In budding yeast, TFIID and SAGA are the principal coactivator complexes that recruit TATA–binding protein (TBP) for assembly of preinitiation complexes at gene promoters, and the resident histone acetylation (HAT) activity of SAGA lodged in subunit Gcn5 enhances transcription via histone acetylation. Published evidence suggests that the majority of yeast genes (around 90%) require TFIID for efficient transcription, with only about 10% utilizing SAGA in addition to or instead of TFIID. It was concluded recently that the cohort of genes activated by transcriptional activator Gcn4 in amino acid–starved cells utilize only the HAT activity and not the TBP–recruitment function of SAGA and rely exclusively on TFIID for TBP recruitment. We found that eliminating the two TBP–interacting subunits of SAGA, Spt3 and Spt8, but not Gcn5, reduced TBP binding at most Gcn4 target genes in amino acid–starved cells.

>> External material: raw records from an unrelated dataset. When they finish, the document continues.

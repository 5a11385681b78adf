//! SweeperLoop - periodic heartbeat detection and lease expiry.

use std::sync::Arc;
use std::time::Duration;

use tokio::sync::watch;
use tokio::task::JoinHandle;
use tracing::debug;

use crate::orchestrator::Scheduler;

pub struct SweeperLoop {
    shutdown_tx: watch::Sender<bool>,
    join: JoinHandle<()>,
}

impl SweeperLoop {
    /// Sweep every `interval` until shut down.
    pub fn spawn(scheduler: Arc<Scheduler>, interval: Duration) -> Self {
        let (shutdown_tx, mut shutdown_rx) = watch::channel(false);

        let join = tokio::spawn(async move {
            let mut ticker = tokio::time::interval(interval);
            ticker.set_missed_tick_behavior(tokio::time::MissedTickBehavior::Delay);
            loop {
                tokio::select! {
                    changed = shutdown_rx.changed() => {
                        if changed.is_err() || *shutdown_rx.borrow() {
                            break;
                        }
                    }
                    _ = ticker.tick() => {
                        let report = scheduler.sweep().await;
                        if report.expired_leases > 0 || report.unreachable_workers > 0 {
                            debug!(?report, "sweep");
                        }
                    }
                }
            }
        });

        Self { shutdown_tx, join }
    }

    /// Sweep at the configured `sweep_interval`.
    pub fn spawn_configured(scheduler: Arc<Scheduler>) -> Self {
        let interval = scheduler.config().sweep_interval();
        Self::spawn(scheduler, interval)
    }

    pub async fn shutdown_and_join(self) {
        let _ = self.shutdown_tx.send(true);
        let _ = self.join.await;
    }
}

#[cfg(test)]
mod tests {
    use super::*;
    use crate::domain::{Capability, Decomposition, ExecutionPhase, TaskSpec, TaskState, WorkerId};
    use crate::impls::StaticDecomposer;
    use crate::orchestrator::SchedulerBuilder;
    use crate::config::SchedulerConfig;

    #[tokio::test]
    async fn reclaims_abandoned_lease() {
        let config = SchedulerConfig {
            lease_ttl_ms: 50,
            sweep_interval_ms: Some(10),
            ..SchedulerConfig::default()
        };
        let scheduler = Arc::new(
            SchedulerBuilder::new()
                .config(config)
                .decomposer(StaticDecomposer::new(Decomposition::new(
                    vec![TaskSpec::new("t", "work")],
                    vec![],
                )))
                .build()
                .unwrap(),
        );
        let worker = WorkerId::new("w1");
        scheduler
            .register_worker(worker.clone(), [Capability::from("work")])
            .await;
        let id = scheduler.submit_execution("x").await.unwrap();
        let first = scheduler.claim_task(&worker).await.unwrap().unwrap();

        let sweeper = SweeperLoop::spawn_configured(scheduler.clone());
        tokio::time::sleep(Duration::from_millis(150)).await;
        sweeper.shutdown_and_join().await;

        let status = scheduler.get_execution_status(id).await.unwrap();
        assert_eq!(status.phase, ExecutionPhase::Running);
        assert_eq!(status.task(first.task_id).unwrap().state, TaskState::Ready);
        assert!(status.leases.is_empty());
    }
}
//! Serializable views of an execution, handed out as owned snapshots.

use chrono::{DateTime, Utc};
use serde::{Deserialize, Serialize};

use super::{Capability, ExecutionId, ExecutionPhase, Lease, Task, TaskId, TaskState};

/// Number of tasks per state.
#[derive(Debug, Clone, Copy, Default, PartialEq, Eq, Serialize, Deserialize)]
pub struct TaskCounts {
    pub pending: usize,
    pub ready: usize,
    pub leased: usize,
    pub completed: usize,
    pub failed: usize,
    pub abandoned: usize,
}

impl TaskCounts {
    pub fn record(&mut self, state: TaskState) {
        match state {
            TaskState::Pending => self.pending += 1,
            TaskState::Ready => self.ready += 1,
            TaskState::Leased => self.leased += 1,
            TaskState::Completed => self.completed += 1,
            TaskState::Failed => self.failed += 1,
            TaskState::Abandoned => self.abandoned += 1,
        }
    }

    pub fn total(&self) -> usize {
        self.pending + self.ready + self.leased + self.completed + self.failed + self.abandoned
    }
}

/// Per-task row of an execution status.
#[derive(Debug, Clone, PartialEq, Eq, Serialize, Deserialize)]
pub struct TaskView {
    pub task_id: TaskId,
    pub description: String,
    pub required_capability: Capability,
    pub state: TaskState,
    pub attempt: u32,
    pub depends_on: Vec<TaskId>,
    pub result: Option<String>,
    pub failure_reason: Option<String>,
}

impl From<&Task> for TaskView {
    fn from(task: &Task) -> Self {
        Self {
            task_id: task.id(),
            description: task.description().to_string(),
            required_capability: task.required_capability().clone(),
            state: task.state(),
            attempt: task.attempt(),
            depends_on: task.depends_on().to_vec(),
            result: task.result().map(str::to_string),
            failure_reason: task.failure_reason().map(str::to_string),
        }
    }
}

/// Consistent snapshot of one execution, built under its lock.
#[derive(Debug, Clone, Serialize, Deserialize)]
pub struct ExecutionStatus {
    pub execution_id: ExecutionId,
    pub objective: String,
    pub phase: ExecutionPhase,
    pub created_at: DateTime<Utc>,
    pub finished_at: Option<DateTime<Utc>>,
    pub counts: TaskCounts,
    pub tasks: Vec<TaskView>,
    pub leases: Vec<Lease>,
}

impl ExecutionStatus {
    pub fn task(&self, task_id: TaskId) -> Option<&TaskView> {
        self.tasks.iter().find(|t| t.task_id == task_id)
    }
}
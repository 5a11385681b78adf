//! Orchestrator: executions and the scheduler control surface.

mod builder;
mod execution;
mod scheduler;

pub use builder::{BuildError, SchedulerBuilder};
pub use execution::{Execution, ExecutionSettings, ExecutionSnapshot};
pub use scheduler::{Scheduler, SchedulerSnapshot, SweepReport};
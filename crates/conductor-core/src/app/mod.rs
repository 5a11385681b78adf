//! App - background loops and the in-process task runtime.
//!
//! - **Runtime**: capability -> handler dispatch
//! - **WorkerGroup**: claim -> handle (renewing) -> report
//! - **SweeperLoop**: heartbeat detection and lease expiry on a timer

pub mod runtime;
pub mod sweeper_loop;
pub mod worker_loop;

pub use self::runtime::{HandlerError, HandlerRegistry, RegistryError, Runtime, TaskHandler};
pub use self::sweeper_loop::SweeperLoop;
pub use self::worker_loop::{WorkerGroup, WorkerOptions};
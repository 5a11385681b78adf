//! Impls - in-process implementations of the ports.
//!
//! - **KeywordDecomposer**: rule-based objective decomposition
//! - **StaticDecomposer**: fixed candidate graph (tests, replays)
//! - **InMemoryEventSink**: event record kept in memory

pub mod keyword_decomposer;
pub mod memory_sink;
pub mod static_decomposer;

pub use self::keyword_decomposer::{KeywordDecomposer, KeywordRule};
pub use self::memory_sink::InMemoryEventSink;
pub use self::static_decomposer::StaticDecomposer;
//! ObjectiveDecomposer port - turns an objective into a candidate task graph.
//!
//! The scheduler never trusts the output: it validates the candidate and
//! rejects cycles, dangling edges and unassignable capabilities before any
//! execution exists.

use async_trait::async_trait;

use crate::domain::{Capability, DecomposeError, Decomposition};

#[async_trait]
pub trait ObjectiveDecomposer: Send + Sync {
    /// Propose tasks and dependency edges for `objective`, using only the
    /// given roster capabilities.
    async fn decompose(
        &self,
        objective: &str,
        capabilities: &[Capability],
    ) -> Result<Decomposition, DecomposeError>;
}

In contrast, eliminating Gcn5 but not Spt3 or Spt8, impaired histone acetylation and nucleosome eviction at highly expressed Gcn4 target genes. We further showed that depleting the key Taf1 subunit of TFIID strongly impairs TBP recruitment at most Gcn4 target genes only in cells devoid of Spt3 or Spt8. These results indicate a critical, non-redundant role for SAGA in TBP recruitment, apart from its HAT function, even in cells harboring wild-type TFIID. We obtained similar findings for the most highly expressed subset of genes previously shown to utilize SAGA or TFIID redundantly, dubbed “coactivator-redundant (CR)” genes. In contrast, highly expressed TFIID–dependent genes showed reduced TBP binding on depleting Taf1, even in cells with wild-type SAGA, and eliminating Spt3/Spt8 had little effect on TBP recruitment. These findings deepen our understanding of the relative importance of SAGA vs. TFIID in TBP recruitment, PIC assembly, and transcription of different classes of genes under stress conditions, highlighting the crucial role of SAGA in TBP recruitment via Spt3/Spt8 and the independent contribution of Gcn5 HAT activity for the Gcn4 transcriptome and other highly expressed CR genes in amino acid–starved cells.

Previous studies had suggested that the ATPase Mot1 generally dissociates TBP from promoters that utilize SAGA to augment TBP recruitment in favor of TBP binding at genes reliant on TFIID for PIC assembly. Our findings show instead that promoters are dependent on Mot1 for high-level TBP occupancies when they are highly expressed, regardless of their dependence on SAGA or TFIID for TBP recruitment. Accordingly, TBP binding at condition-dependent SAGA–activated genes is enhanced by Mot1 when they are stress-induced, but antagonized by Mot1 when expressed at basal levels. Among bulk promoters expressed constitutively, Mot1 serves to redistribute TBP from weaker to stronger promoters regardless of their coactivator dependence. Our analysis also uncovered an unexpected response to Mot1 depletion whereby reductions in TBP occupancies at highly expressed/induced SAGA–dependent genes does not reduce their transcription levels. This uncoupling could arise from SAGA–mediated assembly of a reservoir of incomplete PICs containing TBP whose formation is not crucial for promoter activation per se, but may increase the rate or endpoint of induction. These findings substantially alter our understanding of the genome-wide role of Mot1 in regulating PIC assembly and its importance for mounting an effective transcriptional response to stress.